Cela dit, je dois avouer qu’elles sont belles nos Texas Longhorns avec leur robe bringée et leurs gigantesques cornes. Originaires du sud des États-Unis, rustiques et résistantes, elles ont cependant su s’adapter au climat de nos contrées. Papa m’avait raconté que Lenny, son grand-père, était tombé amoureux de la race à l’instant où il l’avait découverte sur une foire et avait fait son cheval de bataille. Désolée pour le jeu de mots vu que ce sont des vaches. Les autres ranchers, ses frères, tous l’avaient traité de fou. Pourtant, au jour d’aujourd’hui, l’élevage perdure encore avec mon père, et avec moi après lui. Secrètement, j’espère un jour en avoir une dont l’envergure des cornes détrônera celle enregistrée dans le Guinness des Records de neuf pieds soixante-huit2. Pour l’instant, on n’a pas dépassé les six pieds et demi. Mon père se préoccupe plutôt du rendement du troupeau que des records. Ça, c’est plutôt mon dada, si je puis dire. La compétition, les défis, c’est tout à fait moi.

 

Ma mère, Cathlyn, n’est plus là pour le confirmer, mais mon père aime à me raconter qu’elle avait coutume de dire que, déjà bébé, j’étais une tête brûlée. Et lui de rajouter : « de mule, la tête ! De mule ! ». Je ne saurais jamais si elle faisait référence à mon caractère bien trempé ou à la couleur de mes cheveux. Pour ça, je ne peux pas renier mes origines avec ma tignasse rousse, flamboyante, longue et bouclée, mes tâches de rousseur et mes yeux verts. Heureusement pour moi, je n’ai pas hérité de la peau de lait de ma mère et j’arrive, avec les heures passées au soleil, à obtenir un léger hâle sans trop passer par une case « écrevisse ». Pas non plus de quoi me confondre avec une amérindienne. Pas comme ma seule et unique amie Lakota, une Shoshone pur jus du Wyoming aux cheveux noirs de jais et à la peau brune.

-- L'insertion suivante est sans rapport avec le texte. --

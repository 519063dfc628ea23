//! Reverse routing: building paths and URLs from named routes.

use std::collections::HashMap;

use regex::Regex;
use thiserror::Error;

use crate::routing::collection::RouteCollection;
use crate::routing::parser::{scan, ParsedRoute, TemplatePart, DEFAULT_VARIABLE_REGEX};

#[derive(Debug, Clone, PartialEq, Eq, Error)]
pub enum UrlError {
    #[error("no route named \"{0}\"")]
    UnknownRoute(String),

    #[error("route \"{route}\" needs a value for \"{variable}\"")]
    MissingArgument { route: String, variable: String },

    #[error("\"{value}\" does not satisfy the constraint of \"{variable}\" in route \"{route}\"")]
    InvalidArgument {
        route: String,
        variable: String,
        value: String,
    },
}

pub struct UrlGenerator<'a> {
    collection: &'a RouteCollection,
}

impl<'a> UrlGenerator<'a> {
    pub fn new(collection: &'a RouteCollection) -> Self {
        Self { collection }
    }

    /// Path of a named route with `args` substituted for its variables.
    /// Variables without an argument use their non-empty default.
    pub fn path(&self, name: &str, args: &[(&str, &str)]) -> Result<String, UrlError> {
        let route = self.named(name)?;
        let args: HashMap<&str, &str> = args.iter().copied().collect();
        fill(name, &route, route.path_parts(), &args)
    }

    /// Absolute URL when the route has a host template, otherwise the path.
    pub fn url(&self, name: &str, args: &[(&str, &str)]) -> Result<String, UrlError> {
        let route = self.named(name)?;
        let lookup: HashMap<&str, &str> = args.iter().copied().collect();
        let path = fill(name, &route, route.path_parts(), &lookup)?;
        if !route.has_host() {
            return Ok(path);
        }

        // Host templates were validated when the route was parsed.
        let host_parts = scan(route.raw_host()).unwrap_or_default();
        let host = fill(name, &route, &host_parts, &lookup)?;
        let scheme = if route.is_secure() { "https" } else { "http" };
        Ok(format!("{}://{}{}", scheme, host, path))
    }

    fn named(&self, name: &str) -> Result<std::sync::Arc<ParsedRoute>, UrlError> {
        self.collection
            .named(name)
            .ok_or_else(|| UrlError::UnknownRoute(name.to_string()))
    }
}

fn fill(
    route_name: &str,
    route: &ParsedRoute,
    parts: &[TemplatePart],
    args: &HashMap<&str, &str>,
) -> Result<String, UrlError> {
    let mut out = String::new();
    for part in parts {
        match part {
            TemplatePart::Literal(text) => out.push_str(text),
            TemplatePart::Variable { name, default } => {
                let value = match args.get(name.as_str()) {
                    Some(value) => *value,
                    None if !default.is_empty() => default.as_str(),
                    None => {
                        return Err(UrlError::MissingArgument {
                            route: route_name.to_string(),
                            variable: name.clone(),
                        })
                    }
                };
                let constraint = route.var_regex(name).unwrap_or(DEFAULT_VARIABLE_REGEX);
                let satisfied = Regex::new(&format!("^(?:{})$", constraint))
                    .map(|re| re.is_match(value))
                    .unwrap_or(false);
                if !satisfied {
                    return Err(UrlError::InvalidArgument {
                        route: route_name.to_string(),
                        variable: name.clone(),
                        value: value.to_string(),
                    });
                }
                out.push_str(value);
            }
        }
    }
    Ok(out)
}

#[cfg(test)]
mod tests {
    use super::*;
    use crate::dispatch::Container;
    use crate::routing::{Router, RouteOptions};
    use std::sync::Arc;

    fn router() -> Router {
        let mut router = Router::new(Arc::new(Container::new()));
        router
            .get(
                "/users/{id}/posts/{page=1}",
                "Posts@index",
                RouteOptions::new().name("posts").var("id", r"\d+").var("page", r"\d+"),
            )
            .unwrap();
        router
            .get(
                "/dashboard",
                "Dashboard@show",
                RouteOptions::new().name("dashboard").host("{tenant}.example.com").https(true),
            )
            .unwrap();
        router
    }

    #[test]
    fn test_path_generation() {
        let router = router();
        let urls = router.url_generator();
        assert_eq!(urls.path("posts", &[("id", "7")]).unwrap(), "/users/7/posts/1");
        assert_eq!(urls.path("posts", &[("id", "7"), ("page", "3")]).unwrap(), "/users/7/posts/3");
    }

    #[test]
    fn test_generation_errors() {
        let router = router();
        let urls = router.url_generator();
        assert_eq!(urls.path("nope", &[]), Err(UrlError::UnknownRoute("nope".into())));
        assert!(matches!(urls.path("posts", &[]), Err(UrlError::MissingArgument { .. })));
        assert!(matches!(
            urls.path("posts", &[("id", "abc")]),
            Err(UrlError::InvalidArgument { .. })
        ));
    }

    #[test]
    fn test_url_with_host() {
        let router = router();
        let urls = router.url_generator();
        assert_eq!(
            urls.url("dashboard", &[("tenant", "acme")]).unwrap(),
            "https://acme.example.com/dashboard"
        );
        assert_eq!(urls.url("posts", &[("id", "1")]).unwrap(), "/users/1/posts/1");
    }
}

J’ai toujours trouvé un peu étrange que ses parents lui donne le nom d’une autre tribu que la sienne jusqu’à ce qu’un jour j’ose enfin lui demander :

– Lakota, c’est bien le nom d’une tribu ?

– Bah oui, comme si tu ne le savais pas.

– Mais tu es Shoshone ?

– Tu peux reprendre ma réponse d’avant Charlie, elle est toujours valable.

– Tu n’as jamais trouvé curieux que tes parents te nomment ainsi alors ?

– Non pourquoi ? Je devrais ? Répond-elle, mutine. Tu te souviens du cours d’histoire locale qu’on avait eu à l’école de Moran ?

– Celui où il avait fallu apprendre par cœur les dates et les noms de toutes les tribus ? Ah si, beurk,c’était imbuvable, réponds-je en mimant un vomissement.

– J’ai demandé à mon père après ça. Il m’a barbé en me refaisant, en plus du cours d’histoire, un cours sur la tolérance ou je ne sais quelle réponse philosophique sur les peuples et leurs liens. Bref ! J’ai laissé tombé et au final, je m’en fous. J’aime bien, ça sonne comme une musique et en plus, il y a un petit côté provocateur. Tu vois, Charlie, comme un pied de nez aux peuples qui se font la guerre en montrant que chez nous, on est tous égaux, qu’il n’y a pas de différence entre nos tribus. Mais si ça te tourmente tant que ça, demande à mon père, ajoute-t-elle avec malice.

– Euh non, tant pis. Tu sais bien qu’il m’impressionne trop, réponds-je en rougissant.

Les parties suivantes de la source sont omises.